▸ **To do**: Only the lines from the beginning of the data below through the line containing "SOFTWARE IS PROVIDED" belong in the response, each copied exactly.

START Supplied records

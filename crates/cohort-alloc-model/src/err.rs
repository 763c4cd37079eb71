// Copyright (c) 2025 Felix Kahle.
//
// Permission is hereby granted, free of charge, to any person obtaining
// a copy of this software and associated documentation files (the
// "Software"), to deal in the Software without restriction, including
// without limitation the rights to use, copy, modify, merge, publish,
// distribute, sublicense, and/or sell copies of the Software, and to
// permit persons to whom the Software is furnished to do so, subject to
// the following conditions:
//
// The above copyright notice and this permission notice shall be
// included in all copies or substantial portions of the Software.
//
// THE SOFTWARE IS PROVIDED "AS IS", WITHOUT WARRANTY OF ANY KIND,
// EXPRESS OR IMPLIED, INCLUDING BUT NOT LIMITED TO THE WARRANTIES OF
// MERCHANTABILITY, FITNESS FOR A PARTICULAR PURPOSE AND
// NONINFRINGEMENT. IN NO EVENT SHALL THE AUTHORS OR COPYRIGHT HOLDERS BE
// LIABLE FOR ANY CLAIM, DAMAGES OR OTHER LIABILITY, WHETHER IN AN ACTION
// OF CONTRACT, TORT OR OTHERWISE, ARISING FROM, OUT OF OR IN CONNECTION
// WITH THE SOFTWARE OR THE USE OR OTHER DEALINGS IN THE SOFTWARE.

use crate::id::{FacilitatorId, ParticipantId};
use cohort_alloc_core::{
    SolverVariable,
    time::{TimeDelta, TimePoint},
};
use std::fmt::Display;

#[derive(Debug, Clone, PartialEq, Eq, Hash)]
pub struct EmptyIntervalError<T: SolverVariable> {
    owner: String,
    at: TimePoint<T>,
}

impl<T: SolverVariable> EmptyIntervalError<T> {
    #[inline]
    pub fn new(owner: impl Into<String>, at: TimePoint<T>) -> Self {
        Self {
            owner: owner.into(),
            at,
        }
    }

    #[inline]
    pub fn owner(&self) -> &str {
        &self.owner
    }

    #[inline]
    pub fn at(&self) -> TimePoint<T> {
        self.at
    }
}

impl<T: SolverVariable> Display for EmptyIntervalError<T> {
    fn fmt(&self, f: &mut std::fmt::Formatter<'_>) -> std::fmt::Result {
        write!(
            f,
            "Availability of {} contains an empty interval at {}",
            self.owner, self.at
        )
    }
}

impl<T: SolverVariable> std::error::Error for EmptyIntervalError<T> {}

#[derive(Debug, Clone, Copy, PartialEq, Eq, Hash)]
pub enum InvalidParamsError<T: SolverVariable> {
    /// Cohorts must have at least one member.
    MinSizeZero,
    /// `max_size` is smaller than `min_size`.
    MaxBelowMin { min_size: usize, max_size: usize },
    /// The meeting length must be positive.
    NonPositiveTimeBlock(TimeDelta<T>),
}

impl<T: SolverVariable> Display for InvalidParamsError<T> {
    fn fmt(&self, f: &mut std::fmt::Formatter<'_>) -> std::fmt::Result {
        match self {
            InvalidParamsError::MinSizeZero => write!(f, "Minimum cohort size must be at least 1"),
            InvalidParamsError::MaxBelowMin { min_size, max_size } => write!(
                f,
                "Maximum cohort size {} is below minimum cohort size {}",
                max_size, min_size
            ),
            InvalidParamsError::NonPositiveTimeBlock(d) => {
                write!(f, "Meeting time block must be positive, got {}", d)
            }
        }
    }
}

impl<T: SolverVariable> std::error::Error for InvalidParamsError<T> {}

#[derive(Debug, Clone, PartialEq, Eq)]
pub enum ProblemBuildError<T: SolverVariable> {
    DuplicateParticipant(ParticipantId),
    DuplicateFacilitator(FacilitatorId),
    EmptyInterval(EmptyIntervalError<T>),
    InvalidParams(InvalidParamsError<T>),
    EmptyEventWindow,
}

impl<T: SolverVariable> Display for ProblemBuildError<T> {
    fn fmt(&self, f: &mut std::fmt::Formatter<'_>) -> std::fmt::Result {
        match self {
            ProblemBuildError::DuplicateParticipant(id) => {
                write!(f, "Duplicate participant: {}", id)
            }
            ProblemBuildError::DuplicateFacilitator(id) => {
                write!(f, "Duplicate facilitator: {}", id)
            }
            ProblemBuildError::EmptyInterval(e) => write!(f, "{e}"),
            ProblemBuildError::InvalidParams(e) => write!(f, "{e}"),
            ProblemBuildError::EmptyEventWindow => write!(f, "Event window has no days"),
        }
    }
}

impl<T: SolverVariable> std::error::Error for ProblemBuildError<T> {}

impl<T: SolverVariable> From<InvalidParamsError<T>> for ProblemBuildError<T> {
    fn from(value: InvalidParamsError<T>) -> Self {
        ProblemBuildError::InvalidParams(value)
    }
}

impl<T: SolverVariable> From<EmptyIntervalError<T>> for ProblemBuildError<T> {
    fn from(value: EmptyIntervalError<T>) -> Self {
        ProblemBuildError::EmptyInterval(value)
    }
}
use crate::extract::Extras;
use crate::registry::{MultipleValues, PropertyDef};

/// The effective ordering and literal datatype for one property.
#[derive(Clone, Debug, Default, PartialEq, Eq)]
pub struct Policy {
    pub order: MultipleValues,
    pub datatype: Option<String>,
}

impl Policy {
    /// Combines a registry declaration with the enabled extras.
    ///
    /// The declared order is only honoured with
    /// [`Extras::MULTIPLE_VALUES`], otherwise values are always unordered;
    /// the declared datatype only with [`Extras::DATATYPE`].
    pub fn resolve(
        declared_order: Option<MultipleValues>,
        declared_datatype: Option<&str>,
        default_order: MultipleValues,
        extras: Extras,
    ) -> Self {
        let order = if extras.contains(Extras::MULTIPLE_VALUES) {
            declared_order.unwrap_or(default_order)
        } else {
            MultipleValues::Unordered
        };

        let datatype = if extras.contains(Extras::DATATYPE) {
            declared_datatype.map(str::to_string)
        } else {
            None
        };

        Self { order, datatype }
    }

    pub fn for_property(def: Option<&PropertyDef>, default_order: MultipleValues, extras: Extras) -> Self {
        Self::resolve(
            def.and_then(|def| def.multiple_values),
            def.and_then(|def| def.datatype.as_deref()),
            default_order,
            extras,
        )
    }
}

END Supplied records

▸ **Output**:
filename crates/cohort-alloc-model/src/err.rs
repository 763c4cd37079eb71
// Copyright (c) 2025 Felix Kahle.
//
// Permission is hereby granted, free of charge, to any person obtaining
// a copy of this software and associated documentation files (the
// "Software"), to deal in the Software without restriction, including
// without limitation the rights to use, copy, modify, merge, publish,
// distribute, sublicense, and/or sell copies of the Software, and to
// permit persons to whom the Software is furnished to do so, subject to
// the following conditions:
//
// The above copyright notice and this permission notice shall be
// included in all copies or substantial portions of the Software.
//
// THE SOFTWARE IS PROVIDED "AS IS", WITHOUT WARRANTY OF ANY KIND,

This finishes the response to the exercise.